Working from the entries below, give again each line from the first through the one containing "Verification always uses", exactly and with nothing else.

Segment Start: SOURCE MATERIAL

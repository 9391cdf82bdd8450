use std::sync::Arc;

use argon2::{
    password_hash::{PasswordHasher, PasswordVerifier, SaltString},
    Algorithm, Argon2, Params, PasswordHash, Version,
};
use rand::rngs::OsRng;
use tracing::{debug, info, instrument, warn};

use models::account::{validate_email, validate_username};

use super::domain::{Account, LoginInput, NewAccount, SignupInput};
use super::errors::AuthError;
use super::repository::AccountRepository;

/// Auth service configuration: Argon2id cost parameters for new hashes.
/// Verification always uses the parameters embedded in the stored hash.
#[derive(Clone, Debug)]
pub struct AuthConfig {
    pub memory_kib: u32,
    pub iterations: u32,
    pub parallelism: u32,
}

impl Default for AuthConfig {
    fn default() -> Self {
        Self { memory_kib: Params::DEFAULT_M_COST, iterations: Params::DEFAULT_T_COST, parallelism: Params::DEFAULT_P_COST }
    }
}

impl AuthConfig {
    fn hasher(&self) -> Result<Argon2<'static>, AuthError> {
        let params = Params::new(self.memory_kib, self.iterations, self.parallelism, None)
            .map_err(|e| AuthError::HashError(e.to_string()))?;
        Ok(Argon2::new(Algorithm::Argon2id, Version::V0x13, params))
    }
}

/// Account business service independent of web framework
pub struct AuthService<R: AccountRepository> {
    repo: Arc<R>,
    cfg: AuthConfig,
}

impl<R: AccountRepository> AuthService<R> {
    pub fn new(repo: Arc<R>, cfg: AuthConfig) -> Self { Self { repo, cfg } }

    /// Create an account with a hashed password.
    ///
    /// # Examples
    /// ```
    /// use service::auth::{service::{AuthService, AuthConfig}, repository::mock::MockAccountRepository};
    /// use service::auth::domain::SignupInput;
    /// use std::sync::Arc;
    /// let repo = Arc::new(MockAccountRepository::default());
    /// let svc = AuthService::new(repo, AuthConfig { memory_kib: 8, iterations: 1, parallelism: 1 });
    /// let input = SignupInput { email: "user@example.com".into(), username: "user".into(), password: "Secret123".into() };
    /// let account = tokio_test::block_on(svc.signup(input)).unwrap();
    /// assert_eq!(account.email, "user@example.com");
    /// assert_eq!(account.role, "employee");
    /// assert_ne!(account.password_hash, "Secret123");
    /// ```
    #[instrument(skip(self, input), fields(email = %input.email, username = %input.username))]
    pub async fn signup(&self, input: SignupInput) -> Result<Account, AuthError> {
        validate_email(&input.email)?;
        validate_username(&input.username)?;
        if input.password.is_empty() {
            return Err(AuthError::Validation("password required".into()));
        }

        // Fast path only; the repository insert is authoritative.
        if self.repo.find_by_email(&input.email).await?.is_some() {
            debug!("email already registered");
            return Err(AuthError::DuplicateEmail);
        }
        if self.repo.find_by_username(&input.username).await?.is_some() {
            debug!("username already taken");
            return Err(AuthError::DuplicateUsername);
        }

        let password_hash = self.hash_password(input.password).await?;
        let account = self
            .repo
            .insert(NewAccount { email: input.email, username: input.username, password_hash })
            .await?;
        info!(account_id = account.id, "account_created");
        Ok(account)
    }

    /// Authenticate by email and password.
    ///
    /// # Examples
    /// ```
    /// use service::auth::{service::{AuthService, AuthConfig}, repository::mock::MockAccountRepository};
    /// use service::auth::domain::{SignupInput, LoginInput};
    /// use std::sync::Arc;
    /// let repo = Arc::new(MockAccountRepository::default());
    /// let svc = AuthService::new(repo, AuthConfig { memory_kib: 8, iterations: 1, parallelism: 1 });
    /// let created = tokio_test::block_on(svc.signup(SignupInput { email: "u@e.com".into(), username: "u".into(), password: "Passw0rd".into() })).unwrap();
    /// let account = tokio_test::block_on(svc.login(LoginInput { email: "u@e.com".into(), password: "Passw0rd".into() })).unwrap();
    /// assert_eq!(account.id, created.id);
    /// ```
    #[instrument(skip(self, input), fields(email = %input.email))]
    pub async fn login(&self, input: LoginInput) -> Result<Account, AuthError> {
        let Some(account) = self.repo.find_by_email(&input.email).await? else {
            warn!("login_failed");
            return Err(AuthError::InvalidCredentials);
        };
        let stored = account.password_hash.clone();
        let password = input.password;
        let matches = tokio::task::spawn_blocking(move || verify_hash(&stored, &password))
            .await
            .map_err(|e| AuthError::HashError(e.to_string()))??;
        if !matches {
            warn!(account_id = account.id, "login_failed");
            return Err(AuthError::InvalidCredentials);
        }
        info!(account_id = account.id, "login_succeeded");
        Ok(account)
    }

    #[instrument(skip(self))]
    pub async fn get_account(&self, id: i32) -> Result<Account, AuthError> {
        self.repo.find_by_id(id).await?.ok_or(AuthError::NotFound)
    }

    /// Check `password` against the account's stored hash.
    pub fn verify_password(&self, account: &Account, password: &str) -> Result<bool, AuthError> {
        verify_hash(&account.password_hash, password)
    }

    /// Argon2 is CPU and memory bound; it runs on the blocking pool.
    async fn hash_password(&self, password: String) -> Result<String, AuthError> {
        let cfg = self.cfg.clone();
        tokio::task::spawn_blocking(move || -> Result<String, AuthError> {
            let salt = SaltString::generate(&mut OsRng);
            let hash = cfg
                .hasher()?
                .hash_password(password.as_bytes(), &salt)
                .map_err(|e| AuthError::HashError(e.to_string()))?
                .to_string();
            Ok(hash)
        })
        .await
        .map_err(|e| AuthError::HashError(e.to_string()))?
    }
}

/// Verification uses the parameters embedded in the stored hash.
fn verify_hash(stored: &str, password: &str) -> Result<bool, AuthError> {
    let parsed = PasswordHash::new(stored).map_err(|e| AuthError::HashError(e.to_string()))?;
    Ok(Argon2::default().verify_password(password.as_bytes(), &parsed).is_ok())
}

#[cfg(test)]
mod tests {
    use super::*;
    use crate::auth::repository::mock::MockAccountRepository;
    use crate::test_support::fast_auth_config;

    fn svc() -> AuthService<MockAccountRepository> {
        AuthService::new(Arc::new(MockAccountRepository::default()), fast_auth_config())
    }

    fn signup_input(email: &str, username: &str, password: &str) -> SignupInput {
        SignupInput { email: email.into(), username: username.into(), password: password.into() }
    }

    fn login_input(email: &str, password: &str) -> LoginInput {
        LoginInput { email: email.into(), password: password.into() }
    }

    #[tokio::test]
    async fn signup_then_login_returns_same_identity() {
        let svc = svc();
        let created = svc.signup(signup_input("jane@example.com", "jane", "s3cret!")).await.unwrap();
        assert!(created.is_active);
        assert_eq!(created.role, "employee");

        let logged_in = svc.login(login_input("jane@example.com", "s3cret!")).await.unwrap();
        assert_eq!(logged_in.id, created.id);
        assert_eq!(logged_in, created);
    }

    #[tokio::test]
    async fn stored_hash_is_salted_and_verifiable() {
        let svc = svc();
        let a = svc.signup(signup_input("a@example.com", "a", "same-password")).await.unwrap();
        let b = svc.signup(signup_input("b@example.com", "b", "same-password")).await.unwrap();

        assert!(!a.password_hash.is_empty());
        assert_ne!(a.password_hash, "same-password");
        assert!(a.password_hash.starts_with("$argon2id$"));
        assert_ne!(a.password_hash, b.password_hash, "salts must differ");

        assert!(svc.verify_password(&a, "same-password").unwrap());
        assert!(!svc.verify_password(&a, "other-password").unwrap());
    }

    #[tokio::test]
    async fn configured_cost_lands_in_hash() {
        let svc = svc();
        let a = svc.signup(signup_input("a@example.com", "a", "pw")).await.unwrap();
        assert!(a.password_hash.contains("m=8,t=1,p=1"), "hash: {}", a.password_hash);
    }

    #[tokio::test]
    async fn duplicate_email_rejected() {
        let svc = svc();
        svc.signup(signup_input("dup@example.com", "first", "pw")).await.unwrap();
        let err = svc.signup(signup_input("dup@example.com", "second", "pw")).await.unwrap_err();
        assert!(matches!(err, AuthError::DuplicateEmail));
    }

    #[tokio::test]
    async fn duplicate_username_rejected() {
        let svc = svc();
        svc.signup(signup_input("one@example.com", "same", "pw")).await.unwrap();
        let err = svc.signup(signup_input("two@example.com", "same", "pw")).await.unwrap_err();
        assert!(matches!(err, AuthError::DuplicateUsername));
    }

    #[tokio::test]
    async fn email_check_wins_over_username_check() {
        let svc = svc();
        svc.signup(signup_input("x@example.com", "x", "pw")).await.unwrap();
        let err = svc.signup(signup_input("x@example.com", "x", "pw")).await.unwrap_err();
        assert!(matches!(err, AuthError::DuplicateEmail));
    }

    #[tokio::test]
    async fn wrong_password_and_unknown_email_are_indistinguishable() {
        let svc = svc();
        svc.signup(signup_input("jane@example.com", "jane", "right")).await.unwrap();

        let wrong = svc.login(login_input("jane@example.com", "wrong")).await.unwrap_err();
        let unknown = svc.login(login_input("nobody@example.com", "right")).await.unwrap_err();
        assert!(matches!(wrong, AuthError::InvalidCredentials));
        assert!(matches!(unknown, AuthError::InvalidCredentials));
        assert_eq!(wrong.to_string(), unknown.to_string());
        assert_eq!(wrong.code(), unknown.code());
    }

    #[tokio::test]
    async fn get_account_by_id() {
        let svc = svc();
        let created = svc.signup(signup_input("jane@example.com", "jane", "pw")).await.unwrap();
        assert_eq!(svc.get_account(created.id).await.unwrap(), created);
        assert!(matches!(svc.get_account(created.id + 1).await.unwrap_err(), AuthError::NotFound));
    }

    #[tokio::test]
    async fn signup_validates_input_before_touching_store() {
        let repo = Arc::new(MockAccountRepository::default());
        let svc = AuthService::new(repo.clone(), fast_auth_config());
        for input in [
            signup_input("not-an-email", "jane", "pw"),
            signup_input("jane@example.com", "   ", "pw"),
            signup_input("jane@example.com", "jane", ""),
        ] {
            let err = svc.signup(input).await.unwrap_err();
            assert!(matches!(err, AuthError::Validation(_)), "got {err:?}");
        }
        assert!(repo.is_empty().unwrap());
    }

    #[tokio::test]
    async fn corrupt_stored_hash_is_a_hash_error() {
        let svc = svc();
        let account = Account {
            id: 1,
            email: "a@example.com".into(),
            username: "a".into(),
            password_hash: "not-a-phc-string".into(),
            is_active: true,
            role: "employee".into(),
        };
        assert!(matches!(svc.verify_password(&account, "pw"), Err(AuthError::HashError(_))));
    }

    #[test]
    fn invalid_cost_is_rejected() {
        let cfg = AuthConfig { memory_kib: 1, iterations: 0, parallelism: 1 };
        assert!(matches!(cfg.hasher(), Err(AuthError::HashError(_))));
        assert!(AuthConfig::default().hasher().is_ok());
    }
}
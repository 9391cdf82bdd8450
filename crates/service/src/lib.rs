//! Service layer: account signup/login, the payslip catalog and the HR chat
//! responder.
//! - Separates business logic from data access.
//! - Reuses validation and entity definitions in `models` crate.
//! - Framework independent; the `server` crate adapts it to HTTP.

pub mod auth;
pub mod chat;
pub mod payslip;
#[cfg(test)]
pub mod test_support;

Segment End: SOURCE MATERIAL

• WRITTEN RESPONSE:
repository 9391cdf82bdd8450
use std::sync::Arc;

use argon2::{
    password_hash::{PasswordHasher, PasswordVerifier, SaltString},
    Algorithm, Argon2, Params, PasswordHash, Version,
};
use rand::rngs::OsRng;
use tracing::{debug, info, instrument, warn};

use models::account::{validate_email, validate_username};

use super::domain::{Account, LoginInput, NewAccount, SignupInput};
use super::errors::AuthError;
use super::repository::AccountRepository;

/// Auth service configuration: Argon2id cost parameters for new hashes.
/// Verification always uses the parameters embedded in the stored hash.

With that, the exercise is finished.